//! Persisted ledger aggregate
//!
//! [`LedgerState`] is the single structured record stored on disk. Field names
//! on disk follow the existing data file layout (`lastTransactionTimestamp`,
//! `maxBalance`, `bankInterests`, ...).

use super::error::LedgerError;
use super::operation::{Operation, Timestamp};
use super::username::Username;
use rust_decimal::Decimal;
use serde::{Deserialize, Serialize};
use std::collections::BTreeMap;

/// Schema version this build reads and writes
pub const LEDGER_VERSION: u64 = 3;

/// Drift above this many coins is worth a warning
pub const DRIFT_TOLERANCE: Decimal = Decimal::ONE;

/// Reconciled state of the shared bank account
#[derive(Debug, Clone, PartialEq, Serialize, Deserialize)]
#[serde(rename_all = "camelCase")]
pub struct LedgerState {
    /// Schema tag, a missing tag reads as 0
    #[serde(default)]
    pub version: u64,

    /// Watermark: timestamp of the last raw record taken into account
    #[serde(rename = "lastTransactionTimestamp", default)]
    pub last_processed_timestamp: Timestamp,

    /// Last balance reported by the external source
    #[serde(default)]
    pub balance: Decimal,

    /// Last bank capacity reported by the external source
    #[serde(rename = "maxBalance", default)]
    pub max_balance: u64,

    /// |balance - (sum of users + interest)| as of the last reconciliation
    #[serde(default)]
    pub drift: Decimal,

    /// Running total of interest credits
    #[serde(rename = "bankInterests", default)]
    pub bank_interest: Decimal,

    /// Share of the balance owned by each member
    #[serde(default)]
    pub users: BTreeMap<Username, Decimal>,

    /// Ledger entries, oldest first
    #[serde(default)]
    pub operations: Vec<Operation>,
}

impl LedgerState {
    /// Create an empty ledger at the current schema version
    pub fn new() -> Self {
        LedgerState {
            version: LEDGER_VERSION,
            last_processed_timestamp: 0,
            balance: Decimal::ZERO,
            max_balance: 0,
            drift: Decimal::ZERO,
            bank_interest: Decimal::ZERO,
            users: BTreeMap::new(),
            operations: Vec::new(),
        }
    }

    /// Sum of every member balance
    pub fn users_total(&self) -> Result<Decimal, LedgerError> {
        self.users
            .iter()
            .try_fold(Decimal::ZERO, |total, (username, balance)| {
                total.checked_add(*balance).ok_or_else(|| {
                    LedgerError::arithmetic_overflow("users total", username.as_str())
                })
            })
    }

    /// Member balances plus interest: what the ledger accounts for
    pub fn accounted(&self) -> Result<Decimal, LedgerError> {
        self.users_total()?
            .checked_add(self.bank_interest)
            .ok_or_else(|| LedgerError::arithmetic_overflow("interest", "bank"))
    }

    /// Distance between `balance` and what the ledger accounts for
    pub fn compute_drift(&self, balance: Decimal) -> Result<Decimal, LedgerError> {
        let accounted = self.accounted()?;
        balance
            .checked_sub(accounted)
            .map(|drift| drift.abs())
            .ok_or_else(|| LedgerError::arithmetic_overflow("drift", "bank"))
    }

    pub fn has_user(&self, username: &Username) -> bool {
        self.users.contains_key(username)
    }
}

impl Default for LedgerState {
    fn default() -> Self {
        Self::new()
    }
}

_____

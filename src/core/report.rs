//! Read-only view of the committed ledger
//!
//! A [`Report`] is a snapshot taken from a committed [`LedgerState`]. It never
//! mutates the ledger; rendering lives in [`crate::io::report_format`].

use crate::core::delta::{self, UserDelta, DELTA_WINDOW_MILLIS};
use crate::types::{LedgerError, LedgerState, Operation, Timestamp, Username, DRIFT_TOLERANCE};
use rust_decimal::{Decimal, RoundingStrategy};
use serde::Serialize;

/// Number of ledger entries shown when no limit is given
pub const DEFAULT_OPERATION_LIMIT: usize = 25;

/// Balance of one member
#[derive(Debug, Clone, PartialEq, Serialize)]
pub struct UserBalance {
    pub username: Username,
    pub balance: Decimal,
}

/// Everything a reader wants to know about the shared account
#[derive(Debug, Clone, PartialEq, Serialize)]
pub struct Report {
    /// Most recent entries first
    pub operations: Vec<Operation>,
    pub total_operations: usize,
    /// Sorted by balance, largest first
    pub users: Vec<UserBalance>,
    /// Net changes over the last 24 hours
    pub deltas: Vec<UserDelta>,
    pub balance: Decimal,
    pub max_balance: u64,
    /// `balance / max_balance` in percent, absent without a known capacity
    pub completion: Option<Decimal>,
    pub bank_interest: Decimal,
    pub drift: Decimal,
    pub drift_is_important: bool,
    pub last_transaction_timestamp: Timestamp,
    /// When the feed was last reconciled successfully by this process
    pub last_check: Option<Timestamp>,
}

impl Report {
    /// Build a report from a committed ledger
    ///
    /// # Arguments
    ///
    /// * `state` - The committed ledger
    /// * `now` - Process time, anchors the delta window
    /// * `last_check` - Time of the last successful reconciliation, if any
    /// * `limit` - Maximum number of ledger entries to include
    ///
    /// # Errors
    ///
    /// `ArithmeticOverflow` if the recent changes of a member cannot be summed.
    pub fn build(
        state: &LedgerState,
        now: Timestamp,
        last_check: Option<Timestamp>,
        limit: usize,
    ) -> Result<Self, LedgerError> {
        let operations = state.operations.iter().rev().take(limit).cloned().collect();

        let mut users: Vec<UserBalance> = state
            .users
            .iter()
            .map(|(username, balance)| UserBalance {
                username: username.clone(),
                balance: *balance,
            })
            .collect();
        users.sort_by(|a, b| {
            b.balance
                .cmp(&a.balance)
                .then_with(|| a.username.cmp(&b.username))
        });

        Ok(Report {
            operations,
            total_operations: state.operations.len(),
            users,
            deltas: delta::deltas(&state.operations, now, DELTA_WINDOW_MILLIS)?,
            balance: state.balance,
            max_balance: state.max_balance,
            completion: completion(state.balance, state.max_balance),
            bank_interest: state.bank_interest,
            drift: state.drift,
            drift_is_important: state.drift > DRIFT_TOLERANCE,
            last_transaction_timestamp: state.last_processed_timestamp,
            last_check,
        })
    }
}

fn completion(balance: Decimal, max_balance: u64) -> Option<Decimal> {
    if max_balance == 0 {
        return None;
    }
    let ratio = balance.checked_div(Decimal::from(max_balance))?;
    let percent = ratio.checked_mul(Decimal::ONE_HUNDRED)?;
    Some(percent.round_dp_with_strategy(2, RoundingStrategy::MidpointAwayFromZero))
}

_____

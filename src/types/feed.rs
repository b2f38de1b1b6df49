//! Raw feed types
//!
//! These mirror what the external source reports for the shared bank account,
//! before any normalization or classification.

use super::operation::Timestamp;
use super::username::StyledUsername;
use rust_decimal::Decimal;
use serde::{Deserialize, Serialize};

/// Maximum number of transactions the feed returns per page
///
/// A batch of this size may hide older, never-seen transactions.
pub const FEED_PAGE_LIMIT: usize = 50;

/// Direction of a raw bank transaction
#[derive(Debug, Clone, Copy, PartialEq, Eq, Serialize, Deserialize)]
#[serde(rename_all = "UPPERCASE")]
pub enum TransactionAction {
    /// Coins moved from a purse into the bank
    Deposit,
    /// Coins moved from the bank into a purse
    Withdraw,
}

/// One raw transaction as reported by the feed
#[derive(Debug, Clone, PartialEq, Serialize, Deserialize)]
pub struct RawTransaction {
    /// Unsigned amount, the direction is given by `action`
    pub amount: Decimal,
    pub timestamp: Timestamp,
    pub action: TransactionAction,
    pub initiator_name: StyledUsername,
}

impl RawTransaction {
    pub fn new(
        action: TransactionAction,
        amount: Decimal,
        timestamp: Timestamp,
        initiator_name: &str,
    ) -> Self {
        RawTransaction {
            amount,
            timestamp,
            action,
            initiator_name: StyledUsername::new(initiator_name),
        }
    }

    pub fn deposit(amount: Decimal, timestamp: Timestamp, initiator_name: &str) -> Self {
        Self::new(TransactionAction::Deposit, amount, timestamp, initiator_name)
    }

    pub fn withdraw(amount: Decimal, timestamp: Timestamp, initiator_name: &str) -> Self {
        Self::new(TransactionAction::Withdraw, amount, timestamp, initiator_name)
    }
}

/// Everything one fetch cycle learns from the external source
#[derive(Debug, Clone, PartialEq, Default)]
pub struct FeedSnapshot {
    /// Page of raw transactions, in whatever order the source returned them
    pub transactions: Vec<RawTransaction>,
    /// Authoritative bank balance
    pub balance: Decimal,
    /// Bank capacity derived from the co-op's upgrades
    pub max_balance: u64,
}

_____

### Problem to solve
Go through the records above and return each line in which the word "amount" occurs.

### Result
    /// Unsigned amount, the direction is given by `action`
    pub amount: Decimal,
        amount: Decimal,
            amount,
    pub fn deposit(amount: Decimal, timestamp: Timestamp, initiator_name: &str) -> Self {
        Self::new(TransactionAction::Deposit, amount, timestamp, initiator_name)
    pub fn withdraw(amount: Decimal, timestamp: Timestamp, initiator_name: &str) -> Self {
        Self::new(TransactionAction::Withdraw, amount, timestamp, initiator_name)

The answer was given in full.